O filósofo Olavo de Carvalho, considerado o “guru” da nova
direita brasileira, entrou em rota de colisão com peças-chave do governo de
Jair Bolsonaro (PSL). Nos últimos dias, um número elevado de postagens críticas
de Olavo nas redes sociais e a demissão de seguidores do filósofo na Esplanada
se sucederam, o que despertou o debate sobre a real influência que, hoje,
Carvalho tem sobre o governo federal.
Olavo atacou ministros – sem citar nomes, disse que há
“traidores filhos da puta dignos de serem jogados na privada” – e o núcleo
militar da gestão Bolsonaro. Disse que os generais “caem de joelhos” para os
veículos de comunicação. Contrariado, Olavo recomendou que seus alunos
deixassem o governo e voltassem “à vida de estudos”.

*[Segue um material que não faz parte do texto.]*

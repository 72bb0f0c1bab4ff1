//! Store abstraction
//!
//! The store is a JSON tree addressed by slash-separated paths, the
//! shape the hosted realtime backend exposes. The trait lets the
//! in-memory double, the SQLite backend, and a future network client
//! interchange.

use serde_json::{Map, Value};

use crate::error::Result;
use super::keys;
use super::path::StorePath;

/// A single write against the store tree
#[derive(Debug, Clone, PartialEq)]
pub enum WriteOp {
    /// Replace the subtree at `path`
    Set { path: StorePath, value: Value },
    /// Merge top-level fields into the object at `path`
    Update {
        path: StorePath,
        fields: Map<String, Value>,
    },
    /// Remove the subtree at `path` (set-null semantics)
    Delete { path: StorePath },
}

impl WriteOp {
    pub fn path(&self) -> &StorePath {
        match self {
            WriteOp::Set { path, .. } => path,
            WriteOp::Update { path, .. } => path,
            WriteOp::Delete { path } => path,
        }
    }
}

/// Key-path-addressable store operations
pub trait KeyValueStore {
    /// Snapshot of the subtree at `path`
    fn get(&self, path: &StorePath) -> Result<Option<Value>>;

    /// Apply a batch of writes as a single atomic unit: either every op
    /// lands or none do
    fn apply(&self, ops: &[WriteOp]) -> Result<()>;

    /// Replace the subtree at `path`
    fn set(&self, path: &StorePath, value: Value) -> Result<()> {
        self.apply(&[WriteOp::Set {
            path: path.clone(),
            value,
        }])
    }

    /// Merge top-level `fields` into the object at `path`
    fn update(&self, path: &StorePath, fields: Map<String, Value>) -> Result<()> {
        self.apply(&[WriteOp::Update {
            path: path.clone(),
            fields,
        }])
    }

    /// Remove the subtree at `path`
    fn delete(&self, path: &StorePath) -> Result<()> {
        self.apply(&[WriteOp::Delete { path: path.clone() }])
    }

    /// Append a uniquely-keyed child under `path`, returning the new key
    fn push(&self, path: &StorePath, value: Value) -> Result<String> {
        let key = keys::push_key();
        let child = path.clone().child(&key)?;
        self.set(&child, value)?;
        Ok(key)
    }
}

A crítica aos militares tem como principal alvo o
vice-presidente, o general Hamilton Mourão. Olavo já havia contestado a atuação
do vice em outras ocasiões e, nesta semana, escreveu em seu perfil no Facebook:
“maior erro da minha vida de eleitor foi apoiar o general Mourão. Não cessarei
de pedir desculpas por essa burrada”. Em resposta, Mourão mandou “beijinhos” a
Olavo.
Educação vira foco de conflito
O principal foco das polêmicas recentes envolvendo Olavo de
Carvalho é o Ministério da Educação. A pasta tem como titular Ricardo Vélez
Rodriguez, que foi indicado pelo filósofo para o cargo. Nos escalões
inferiores, antigos alunos de Olavo passaram também a integrar o ministério,
como Silvio Grimaldo, secretário-executivo adjunto da pasta, e Murilo Resende
Ferreira, integrante da Secretaria de Educação Superior.

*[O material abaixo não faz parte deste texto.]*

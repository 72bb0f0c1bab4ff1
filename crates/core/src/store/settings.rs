//! Committee settings persistence

use serde_json::to_value;
use tracing::instrument;

use crate::error::Result;
use crate::models::{CommitteeId, SettingsData};
use super::path::StorePath;
use super::traits::KeyValueStore;

/// Feature-flag storage for committees
pub struct SettingsStore<'a, S: KeyValueStore> {
    store: &'a S,
}

impl<'a, S: KeyValueStore> SettingsStore<'a, S> {
    pub fn new(store: &'a S) -> Self {
        Self { store }
    }

    /// Save committee settings
    #[instrument(skip(self, settings), fields(committee = %committee))]
    pub fn save(&self, committee: &CommitteeId, settings: &SettingsData) -> Result<()> {
        let path = StorePath::settings(committee)?;
        self.store.set(&path, to_value(settings)?)
    }

    /// Load committee settings, falling back to defaults when unset
    #[instrument(skip(self), fields(committee = %committee))]
    pub fn load(&self, committee: &CommitteeId) -> Result<SettingsData> {
        let path = StorePath::settings(committee)?;
        match self.store.get(&path)? {
            Some(value) => Ok(serde_json::from_value(value)?),
            None => Ok(SettingsData::default()),
        }
    }
}

#[cfg(test)]
mod tests {
    use super::*;
    use crate::store::MemoryStore;

    #[test]
    fn test_load_defaults_when_unset() {
        let store = MemoryStore::new();
        let settings = SettingsStore::new(&store);
        let committee = CommitteeId::new("committee1".to_string());

        let loaded = settings.load(&committee).unwrap();
        assert_eq!(loaded, SettingsData::default());
    }

    #[test]
    fn test_save_then_load() {
        let store = MemoryStore::new();
        let settings = SettingsStore::new(&store);
        let committee = CommitteeId::new("committee1".to_string());

        let custom = SettingsData {
            auto_caucus_timer: false,
            motion_votes: true,
            ..SettingsData::default()
        };
        settings.save(&committee, &custom).unwrap();

        let loaded = settings.load(&committee).unwrap();
        assert_eq!(loaded, custom);
    }
}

Foram justamente esses nomes do segundo escalão que
“protagonizaram” as controvérsias dos últimos dias. Grimaldo e Resende
figuraram em uma lista de “demissionáveis”. Outros como Ayrton Pereira Rippel,
Rodrigo Almeida Morais e Flávio Pereira de Souza foram efetivamente desligados.
Segundo o jornal O Estado de S. Paulo, o motivo das
alterações no Ministério foi a polêmica carta enviada pelo ministro Vélez
Rodríguez no fim de fevereiro a escolas, em que pedia a execução do hino
nacional, a filmagem do ato e a citação do slogan “Brasil acima de tudo, Deus
acima de todos”, que embalou a campanha de Bolsonaro. Mesmo com o ministro
tendo, depois, admitido que a requisição havia sido um erro, o impacto político
do ato já havia tomado grandes proporções.
A onda de demissões e especulações foi classificada por
Silvio Grimaldo como um “expurgo”. “É a maior traição dentro do governo
Bolsonaro que se viu até agora. Nem as trairagens do Mourão ou do Bibiano [sic]
chegaram a esse nível”, escreveu, em seu perfil no Facebook. Em seguida a essa
postagem, ele anunciou seu pedido de exoneração.
Considerado um dos possíveis demitidos do Ministério, Murilo
Resende falou à Gazeta do Povo que permanece no cargo. “O que houve, por
enquanto, é especulação. Não foi me passada mudança nenhuma”, disse. Resende
foi aluno de Olavo de Carvalho, a quem define como “um grande homem e um grande
filósofo”.
Também aluno de Olavo, o deputado federal Filipe Barros
(PSL-PR) pediu ao ministro Vélez que reconsidere as mudanças. “Tirar ou mudar
de função os alunos do professor Olavo foi um erro estratégico. Espero que o
ministro reveja sua posição o quanto antes. A gente sabe que o Olavo
desempenhou e desempenha ainda hoje um papel fundamental nesse surgimento da
nova política. Ele teve também um papel preponderante na eleição de Bolsonaro”,
destacou o parlamentar.
Já a também deputada federal Carla Zambelli (PSL-PR) tem uma
avaliação mais crítica da postura de Olavo de Carvalho. “Ou ele se adequa e
entende o que é ser governo, ou é melhor que fique muito longe”, atacou.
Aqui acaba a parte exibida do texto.